En France, les agences sanitaires ont peur de leur ombre

Par Eric Favereau — 
Manifestion de l'Association française des malades de la Thyroide, contre une nouvelle version du Levothyrox, à Bourgoin-Jallieu (Isère) en novembre 2017
Manifestion de l'Association française des malades de la Thyroide, contre une nouvelle version du Levothyrox, à Bourgoin-Jallieu (Isère) en novembre 2017 Photo Romain Lafabregue. AFP

L'affaire du Levothyrox comme celle des bébés nés sans bras ont été l'occasion de réactions bien maladroites de la part d'instances supposément vigilantes et réactives. Comme si elles oubliaient l'essentiel : se démener pour comprendre ce qui se passe.

Mais que se passe-t-il dans les agences sanitaires françaises? Y aurait-il une malédiction qui les rendrait perméables aux scandales ? L’Agence nationale de sécurité du médicament (ANSM) a été secouée l’année dernière par une gestion déroutante du Levothyrox, ce médicament utilisé par plusieurs millions de patients pour stabiliser leur dosage en hormones thyroïdiennes.

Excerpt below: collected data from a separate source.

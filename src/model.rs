/*!
This module holds the types shared with the training loop: the labeled `Instance`, the named
`EvalSet`, and the two traits the evaluator uses to reach the model being trained.
*/
use serde::{Deserialize, Serialize};
use std::fmt::Display;

/// A model able to label a sequence of tokens. The predicted sequence must have the same length as
/// the input sequence.
pub trait Transducer {
    /// Input token. Its `Display` output is the surface form used for the vocabulary.
    type Token: Display;
    /// Output label, compared by value against the target label.
    type Label: PartialEq;

    fn transduce(&self, input: &[Self::Token]) -> Vec<Self::Label>;
}

/// A training loop driving a `Transducer`. The evaluator calls it once per iteration through
/// `TokenAccuracyEvaluator::evaluate_all`.
pub trait TransducerTrainer {
    type Model: Transducer;

    /// The model in its current state of training.
    fn transducer(&self) -> &Self::Model;
    /// Number of completed training iterations.
    fn iteration(&self) -> usize;
}

/// A labeled sequence: one target label for every input token.
#[derive(Debug, Clone, PartialEq, Eq, Hash, Serialize, Deserialize)]
pub struct Instance<T, L> {
    pub input: Vec<T>,
    pub target: Vec<L>,
}

impl<T, L> Instance<T, L> {
    pub fn new(input: Vec<T>, target: Vec<L>) -> Self {
        Self { input, target }
    }
    /// Number of tokens in the instance.
    pub fn len(&self) -> usize {
        self.input.len()
    }
    pub fn is_empty(&self) -> bool {
        self.input.is_empty()
    }
}

impl<T, L> From<(Vec<T>, Vec<L>)> for Instance<T, L> {
    fn from(value: (Vec<T>, Vec<L>)) -> Self {
        Self::new(value.0, value.1)
    }
}

/// A borrowed dataset and the description under which its accuracy is recorded, such as `"train"`
/// or `"test"`.
#[derive(Debug)]
pub struct EvalSet<'a, T, L> {
    pub description: &'a str,
    pub instances: &'a [Instance<T, L>],
}

impl<'a, T, L> EvalSet<'a, T, L> {
    pub fn new(instances: &'a [Instance<T, L>], description: &'a str) -> Self {
        Self {
            description,
            instances,
        }
    }
}

// Derives would require `T: Clone` and `L: Clone`, but only references are copied.
impl<T, L> Clone for EvalSet<'_, T, L> {
    fn clone(&self) -> Self {
        *self
    }
}
impl<T, L> Copy for EvalSet<'_, T, L> {}

#[cfg(test)]
mod test {
    use super::*;

    #[test]
    fn test_instance_from_tuple() {
        let instance: Instance<&str, &str> = (vec!["the", "dog"], vec!["DT", "NN"]).into();
        assert_eq!(instance.len(), 2);
        assert!(!instance.is_empty());
        assert_eq!(instance.target, vec!["DT", "NN"]);
    }

    #[test]
    fn test_eval_set_is_copy() {
        let instances = vec![Instance::new(vec![String::from("a")], vec![String::from("X")])];
        let eval_set = EvalSet::new(&instances, "train");
        let copied = eval_set;
        assert_eq!(eval_set.description, copied.description);
        assert_eq!(copied.instances.len(), 1);
    }
}
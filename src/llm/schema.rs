//! Strict-mode function schema construction for OpenAI tools.
//!
//! Strict mode is unforgiving: every declared property must appear in
//! `required` (the parameter's own required flag does not matter there),
//! object properties must pin `additionalProperties: false` with an explicit
//! property map, and arrays must declare an item type. Schemas that break
//! these rules are rejected by the provider before the model ever runs.

use std::sync::Arc;

use serde_json::{json, Map, Value};

use crate::tools::{ParamKind, Tool};

fn json_type(kind: ParamKind) -> &'static str {
    match kind {
        ParamKind::String => "string",
        ParamKind::Integer => "integer",
        ParamKind::Float => "number",
        ParamKind::Boolean => "boolean",
        ParamKind::List => "array",
        ParamKind::Map => "object",
        // No schema vocabulary for "anything"; strings survive round-trips
        ParamKind::Any => "string",
    }
}

/// Build the strict function schema for one tool.
pub fn function_schema(tool: &dyn Tool) -> Value {
    let mut properties = Map::new();
    let mut required = Vec::new();

    for param in tool.parameters() {
        let mut property = Map::new();
        property.insert("type".to_string(), json!(json_type(param.kind)));
        property.insert("description".to_string(), json!(param.description));

        match param.kind {
            ParamKind::Map => {
                property.insert("additionalProperties".to_string(), json!(false));
                property.insert("properties".to_string(), json!({}));
            }
            ParamKind::List => {
                property.insert("items".to_string(), json!({"type": "string"}));
            }
            _ => {}
        }

        // Strict mode: every property goes in `required`, even the ones the
        // tool itself treats as optional.
        required.push(json!(param.name));
        properties.insert(param.name, Value::Object(property));
    }

    json!({
        "type": "function",
        "name": tool.name(),
        "description": tool.description(),
        "parameters": {
            "type": "object",
            "properties": properties,
            "required": required,
            "additionalProperties": false,
        },
        "strict": true,
    })
}

/// Schemas for a whole tool set, in declaration order.
pub fn function_schemas(tools: &[Arc<dyn Tool>]) -> Vec<Value> {
    tools
        .iter()
        .map(|tool| function_schema(tool.as_ref()))
        .collect()
}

La nouvelle formule a entraîné des milliers d’effets secondaires, mais l’Agence répétait que «tout était à l’identique». Puis, récemment, le scandale de la mauvaise prescription de Depakine chez des femmes enceintes a attesté une légèreté dans la politique du bon usage des médicaments de l’agence. A présent, c’est au tour de Santé publique France d’être à son tour en position d’accusée, à propos des naissances de bébés sans bras dans l’Ain : l’agence n’a là non plus guère pris au sérieux un nombre de cas par bien des aspects inquiétant.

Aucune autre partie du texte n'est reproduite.